Ngige, who claimed that ULC’s scribe, Didi Adodo, gave false impression that the association is a government recognised federation of trade unions said, “Our immediate reaction is to remind the promoters of this association that they are not yet a Federal Government recognised federation of trade unions and hence cannot speak on behalf of any trade union.
“The Trade Union Act. CAP T14, Laws of the Federation of Nigeria (LFN) 2004, is explicitly clear on how a group of Trade Unions can coalesce to form a federation of trade unions.
“Section 35(1)(b) states inter alia “A federation of trade unions may be registered by the registrar if it is made up of 12 or more trade unions none of which shall have been a member of another registered federation of the trade unions. Promoters of ULC should fulfill this requirement to qualify to be registered.
“To call out workers on essential services for a national strike without any major trade dispute with their direct employers will be tantamount to blatant violation of our extant labour laws and international standards, Ngige said, adding that, “For the avoidance of doubt, the government will not fold her hands and allow any group of persons take the law into their hands. That is by brazenly threatening to commit economic sabotage by shutting down essential services in the oil and gas, power, and the aviation sectors as threatened by the promoters of ULC.”
Pronto, the deputy president of ULC, Achese, said contrary to Ngige’s claim, that the ULC is not recognised by the Federal Government, the union is registered under the Trade Union Act.Achese, who spoke while appearing on Channels Television’s Sunrise Daily said: “We have gone through the process of registration, the act is very clear when you talk about the issues of labour movement.”

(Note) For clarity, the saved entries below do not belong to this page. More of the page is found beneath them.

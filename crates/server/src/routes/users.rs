use axum::{
    extract::{Query, State},
    http::StatusCode,
    Json,
};

use service::pagination::Page;
use service::users::{ListUsersQuery, UserView};
use service::validation::{CreateUserInput, UpdateUserInput};

use crate::errors::ApiError;
use crate::extract::{JsonBody, UserId};
use crate::state::ServerState;

#[utoipa::path(
    get,
    path = "/api/users",
    tag = "users",
    params(
        ("search" = Option<String>, Query, description = "Case-insensitive match on name or email"),
        ("page" = Option<u32>, Query, description = "1-based page number"),
        ("per_page" = Option<u32>, Query, description = "Page size, capped by configuration"),
    ),
    responses((status = 200, description = "Paginated users", body = crate::openapi::UserPageDoc), (status = 401, description = "Unauthenticated", body = crate::openapi::MessageDoc))
)]
pub async fn index(
    State(state): State<ServerState>,
    Query(query): Query<ListUsersQuery>,
) -> Result<Json<Page<UserView>>, ApiError> {
    Ok(Json(state.users.list(query).await?))
}

#[utoipa::path(
    post,
    path = "/api/users",
    tag = "users",
    request_body = crate::openapi::CreateUserRequest,
    responses((status = 201, description = "Created", body = crate::openapi::UserDoc), (status = 422, description = "Validation failed", body = crate::openapi::ValidationErrorDoc))
)]
pub async fn store(
    State(state): State<ServerState>,
    JsonBody(input): JsonBody<CreateUserInput>,
) -> Result<(StatusCode, Json<UserView>), ApiError> {
    let user = state.users.create(input).await?;
    Ok((StatusCode::CREATED, Json(user)))
}

#[utoipa::path(
    get,
    path = "/api/users/{id}",
    tag = "users",
    params(("id" = uuid::Uuid, Path, description = "User id")),
    responses((status = 200, description = "User", body = crate::openapi::UserDoc), (status = 404, description = "Not found", body = crate::openapi::MessageDoc))
)]
pub async fn show(State(state): State<ServerState>, UserId(id): UserId) -> Result<Json<UserView>, ApiError> {
    Ok(Json(state.users.get(id).await?))
}

#[utoipa::path(
    put,
    path = "/api/users/{id}",
    tag = "users",
    params(("id" = uuid::Uuid, Path, description = "User id")),
    request_body = crate::openapi::UpdateUserRequest,
    responses(
        (status = 200, description = "Updated", body = crate::openapi::UserDoc),
        (status = 404, description = "Not found", body = crate::openapi::MessageDoc),
        (status = 422, description = "Validation failed", body = crate::openapi::ValidationErrorDoc)
    )
)]
pub async fn update(
    State(state): State<ServerState>,
    UserId(id): UserId,
    JsonBody(input): JsonBody<UpdateUserInput>,
) -> Result<Json<UserView>, ApiError> {
    Ok(Json(state.users.update(id, input).await?))
}

#[utoipa::path(
    delete,
    path = "/api/users/{id}",
    tag = "users",
    params(("id" = uuid::Uuid, Path, description = "User id")),
    responses((status = 204, description = "Deleted"), (status = 404, description = "Not found", body = crate::openapi::MessageDoc))
)]
pub async fn destroy(State(state): State<ServerState>, UserId(id): UserId) -> Result<StatusCode, ApiError> {
    state.users.delete(id).await?;
    Ok(StatusCode::NO_CONTENT)
}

He added that the amendment of the Trade Union Act by the Olusegun Obasanjo administration in 1977/78 as a military head of government, and in 2004 as a democratically elected president changed the face of labour unionism in the country.Nevertheless, with government still unsure of how to relate with the ULC, the union on Monday, September 18, commenced a nation-wide strike, but not without accusing Ngige of applying double-standards in dealing with labour union matters.
On Thursday, September 21, the ULC called off its three-day-old strike following a meeting with Ngige, in Abuja.In calling off the strike, Ajaero, said the union would negotiate with the Federal Government and seek ways of reaching an agreement on its demands. He added that the “the major reason for the strike was the refusal of the government to recognise the ULC. Even the resident doctors have not told us who registered them, let alone over 12 registered industrial unions, which have indicated interest to be part of the ULC and met all the conditions.
Even though his committee failed to resolve the crisis in the NLC, Sumonu said it was out of place for the Ajaero and his group to resurrect the ULC, which had submitted its certificate of registration and dissolved into the NLC.According to him, “If this has not happened in the political arena where anything and everything can happen, why would it happen in the labour movement? Why would anybody among the trade union leaders of today say they are now United Labour Congress? They can bear any other name but not ULC.”